* What is expected
The answer must consist of every line in the data that contains "IntoView".

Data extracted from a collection
════════
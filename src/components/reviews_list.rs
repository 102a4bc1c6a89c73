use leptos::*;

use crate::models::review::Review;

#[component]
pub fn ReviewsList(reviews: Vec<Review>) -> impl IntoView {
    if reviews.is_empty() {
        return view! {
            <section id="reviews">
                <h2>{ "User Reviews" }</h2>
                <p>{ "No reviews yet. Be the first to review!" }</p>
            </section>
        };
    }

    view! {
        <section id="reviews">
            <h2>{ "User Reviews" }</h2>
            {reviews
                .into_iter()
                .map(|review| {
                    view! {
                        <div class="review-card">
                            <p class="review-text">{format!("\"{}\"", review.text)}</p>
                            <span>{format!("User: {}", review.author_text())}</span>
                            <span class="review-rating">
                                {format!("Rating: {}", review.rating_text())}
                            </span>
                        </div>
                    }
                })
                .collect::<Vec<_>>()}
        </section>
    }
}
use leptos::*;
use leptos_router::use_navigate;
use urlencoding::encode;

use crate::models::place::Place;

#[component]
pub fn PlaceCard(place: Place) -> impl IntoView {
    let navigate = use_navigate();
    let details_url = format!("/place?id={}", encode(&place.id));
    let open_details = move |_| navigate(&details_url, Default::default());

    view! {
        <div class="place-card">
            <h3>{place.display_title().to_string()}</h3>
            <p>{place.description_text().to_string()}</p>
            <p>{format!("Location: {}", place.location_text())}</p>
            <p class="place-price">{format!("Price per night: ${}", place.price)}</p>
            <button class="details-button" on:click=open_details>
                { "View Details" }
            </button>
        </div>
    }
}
════════
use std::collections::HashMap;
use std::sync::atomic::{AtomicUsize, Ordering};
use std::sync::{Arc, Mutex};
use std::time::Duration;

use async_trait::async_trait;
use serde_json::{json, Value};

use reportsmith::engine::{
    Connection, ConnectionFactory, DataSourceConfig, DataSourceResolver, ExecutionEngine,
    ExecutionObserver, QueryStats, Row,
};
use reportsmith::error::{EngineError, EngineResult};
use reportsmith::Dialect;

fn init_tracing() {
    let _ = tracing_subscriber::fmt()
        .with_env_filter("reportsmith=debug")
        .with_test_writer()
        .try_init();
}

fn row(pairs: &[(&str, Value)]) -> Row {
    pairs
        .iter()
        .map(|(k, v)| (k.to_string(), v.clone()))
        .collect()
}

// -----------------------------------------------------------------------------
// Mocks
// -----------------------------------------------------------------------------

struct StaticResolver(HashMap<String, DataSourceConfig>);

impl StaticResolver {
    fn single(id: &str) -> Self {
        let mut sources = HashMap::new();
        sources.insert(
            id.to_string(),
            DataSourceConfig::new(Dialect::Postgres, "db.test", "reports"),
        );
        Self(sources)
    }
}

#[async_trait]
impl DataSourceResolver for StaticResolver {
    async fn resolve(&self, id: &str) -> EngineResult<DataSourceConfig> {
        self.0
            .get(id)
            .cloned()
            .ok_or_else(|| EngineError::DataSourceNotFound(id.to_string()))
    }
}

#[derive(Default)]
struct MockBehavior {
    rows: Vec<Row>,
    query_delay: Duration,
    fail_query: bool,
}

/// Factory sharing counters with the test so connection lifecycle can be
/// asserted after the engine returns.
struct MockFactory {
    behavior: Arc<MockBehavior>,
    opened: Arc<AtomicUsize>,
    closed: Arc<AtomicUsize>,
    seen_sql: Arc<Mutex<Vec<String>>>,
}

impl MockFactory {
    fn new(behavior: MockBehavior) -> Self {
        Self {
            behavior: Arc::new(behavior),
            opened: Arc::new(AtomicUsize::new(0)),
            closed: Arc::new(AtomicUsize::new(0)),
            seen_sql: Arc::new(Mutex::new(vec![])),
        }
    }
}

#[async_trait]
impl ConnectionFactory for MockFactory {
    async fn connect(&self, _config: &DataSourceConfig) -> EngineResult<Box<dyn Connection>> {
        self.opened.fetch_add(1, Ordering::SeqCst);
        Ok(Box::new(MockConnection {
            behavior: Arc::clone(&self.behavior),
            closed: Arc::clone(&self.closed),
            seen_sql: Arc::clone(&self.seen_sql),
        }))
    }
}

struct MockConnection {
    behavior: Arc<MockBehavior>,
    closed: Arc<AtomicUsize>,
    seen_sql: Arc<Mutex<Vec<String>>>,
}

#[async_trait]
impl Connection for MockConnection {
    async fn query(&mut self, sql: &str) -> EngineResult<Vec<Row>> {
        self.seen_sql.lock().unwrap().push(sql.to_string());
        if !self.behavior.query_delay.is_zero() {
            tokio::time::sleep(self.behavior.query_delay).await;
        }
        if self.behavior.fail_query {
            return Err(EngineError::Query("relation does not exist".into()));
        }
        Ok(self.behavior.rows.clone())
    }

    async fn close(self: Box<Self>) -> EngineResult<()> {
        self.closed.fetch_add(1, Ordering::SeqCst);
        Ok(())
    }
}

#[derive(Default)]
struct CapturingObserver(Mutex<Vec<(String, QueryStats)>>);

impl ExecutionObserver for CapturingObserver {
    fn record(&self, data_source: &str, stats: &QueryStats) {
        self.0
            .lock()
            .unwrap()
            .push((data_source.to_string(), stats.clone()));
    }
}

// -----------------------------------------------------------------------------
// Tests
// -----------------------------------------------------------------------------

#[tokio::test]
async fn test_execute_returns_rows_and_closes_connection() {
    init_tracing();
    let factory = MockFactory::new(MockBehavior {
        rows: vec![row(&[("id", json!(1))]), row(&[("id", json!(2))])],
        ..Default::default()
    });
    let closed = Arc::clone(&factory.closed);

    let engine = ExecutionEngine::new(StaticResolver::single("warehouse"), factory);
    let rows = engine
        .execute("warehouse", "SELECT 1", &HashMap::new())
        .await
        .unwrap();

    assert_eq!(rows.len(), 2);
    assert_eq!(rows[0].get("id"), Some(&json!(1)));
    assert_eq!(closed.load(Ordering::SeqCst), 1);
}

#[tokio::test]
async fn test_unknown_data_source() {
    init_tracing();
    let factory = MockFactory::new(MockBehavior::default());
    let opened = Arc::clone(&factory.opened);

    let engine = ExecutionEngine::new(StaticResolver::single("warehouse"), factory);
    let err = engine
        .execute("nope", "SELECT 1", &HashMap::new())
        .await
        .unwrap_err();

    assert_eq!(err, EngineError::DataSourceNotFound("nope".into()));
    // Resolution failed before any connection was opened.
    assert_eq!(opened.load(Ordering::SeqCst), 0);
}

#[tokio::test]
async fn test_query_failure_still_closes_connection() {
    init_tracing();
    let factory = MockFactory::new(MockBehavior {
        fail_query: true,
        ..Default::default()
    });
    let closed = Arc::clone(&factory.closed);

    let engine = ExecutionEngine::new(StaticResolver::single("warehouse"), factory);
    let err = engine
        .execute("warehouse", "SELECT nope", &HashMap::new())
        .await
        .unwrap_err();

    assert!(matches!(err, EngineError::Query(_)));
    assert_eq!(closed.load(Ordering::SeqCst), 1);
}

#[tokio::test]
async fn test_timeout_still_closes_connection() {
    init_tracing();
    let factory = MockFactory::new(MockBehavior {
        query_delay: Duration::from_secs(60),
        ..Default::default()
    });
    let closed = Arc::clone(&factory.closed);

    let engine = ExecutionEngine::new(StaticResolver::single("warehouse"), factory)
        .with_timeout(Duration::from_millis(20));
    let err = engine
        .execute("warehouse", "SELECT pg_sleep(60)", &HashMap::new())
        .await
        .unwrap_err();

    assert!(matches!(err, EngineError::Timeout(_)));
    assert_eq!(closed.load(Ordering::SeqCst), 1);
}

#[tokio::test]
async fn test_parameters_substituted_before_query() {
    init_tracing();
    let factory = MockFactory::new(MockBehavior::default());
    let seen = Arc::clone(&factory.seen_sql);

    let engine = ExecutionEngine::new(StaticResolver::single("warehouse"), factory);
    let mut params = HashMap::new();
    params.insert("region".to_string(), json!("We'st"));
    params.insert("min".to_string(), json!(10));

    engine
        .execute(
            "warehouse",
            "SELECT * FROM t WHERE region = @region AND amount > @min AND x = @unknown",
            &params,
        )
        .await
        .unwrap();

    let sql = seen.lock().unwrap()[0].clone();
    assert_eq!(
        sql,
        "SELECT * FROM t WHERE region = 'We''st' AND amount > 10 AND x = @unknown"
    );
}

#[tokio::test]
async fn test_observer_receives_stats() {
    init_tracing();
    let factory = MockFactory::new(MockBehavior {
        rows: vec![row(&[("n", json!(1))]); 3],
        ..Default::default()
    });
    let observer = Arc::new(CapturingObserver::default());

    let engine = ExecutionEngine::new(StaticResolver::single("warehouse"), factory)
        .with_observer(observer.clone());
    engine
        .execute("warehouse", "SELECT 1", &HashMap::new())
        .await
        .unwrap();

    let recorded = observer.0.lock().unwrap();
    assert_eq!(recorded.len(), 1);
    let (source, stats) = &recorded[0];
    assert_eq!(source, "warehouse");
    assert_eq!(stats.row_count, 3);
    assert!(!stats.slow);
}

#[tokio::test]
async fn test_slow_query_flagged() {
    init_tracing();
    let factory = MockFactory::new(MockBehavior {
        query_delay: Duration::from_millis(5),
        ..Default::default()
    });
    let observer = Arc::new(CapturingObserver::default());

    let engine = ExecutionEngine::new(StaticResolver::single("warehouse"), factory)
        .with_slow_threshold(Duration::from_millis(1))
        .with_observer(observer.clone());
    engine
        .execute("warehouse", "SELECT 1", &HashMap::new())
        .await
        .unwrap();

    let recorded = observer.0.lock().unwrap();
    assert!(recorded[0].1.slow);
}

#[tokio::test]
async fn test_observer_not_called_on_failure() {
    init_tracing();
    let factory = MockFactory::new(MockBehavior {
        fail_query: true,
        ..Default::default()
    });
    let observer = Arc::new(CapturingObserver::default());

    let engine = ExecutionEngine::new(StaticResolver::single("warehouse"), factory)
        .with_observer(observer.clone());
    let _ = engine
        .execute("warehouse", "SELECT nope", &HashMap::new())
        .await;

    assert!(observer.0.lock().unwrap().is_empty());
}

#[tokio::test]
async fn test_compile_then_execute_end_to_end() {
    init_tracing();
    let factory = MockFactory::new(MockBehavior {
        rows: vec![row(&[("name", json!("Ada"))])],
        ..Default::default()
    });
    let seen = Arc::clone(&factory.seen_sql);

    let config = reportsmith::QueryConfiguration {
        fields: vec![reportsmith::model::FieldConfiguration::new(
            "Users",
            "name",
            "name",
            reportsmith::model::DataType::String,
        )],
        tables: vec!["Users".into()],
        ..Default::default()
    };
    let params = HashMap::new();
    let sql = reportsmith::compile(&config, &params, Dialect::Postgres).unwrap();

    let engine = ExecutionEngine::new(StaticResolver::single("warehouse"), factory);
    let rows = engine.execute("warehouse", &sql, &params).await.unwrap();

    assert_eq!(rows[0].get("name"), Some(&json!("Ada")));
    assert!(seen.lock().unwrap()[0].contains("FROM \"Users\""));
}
════════
* Expected answer
pub fn ReviewsList(reviews: Vec<Review>) -> impl IntoView {
pub fn PlaceCard(place: Place) -> impl IntoView {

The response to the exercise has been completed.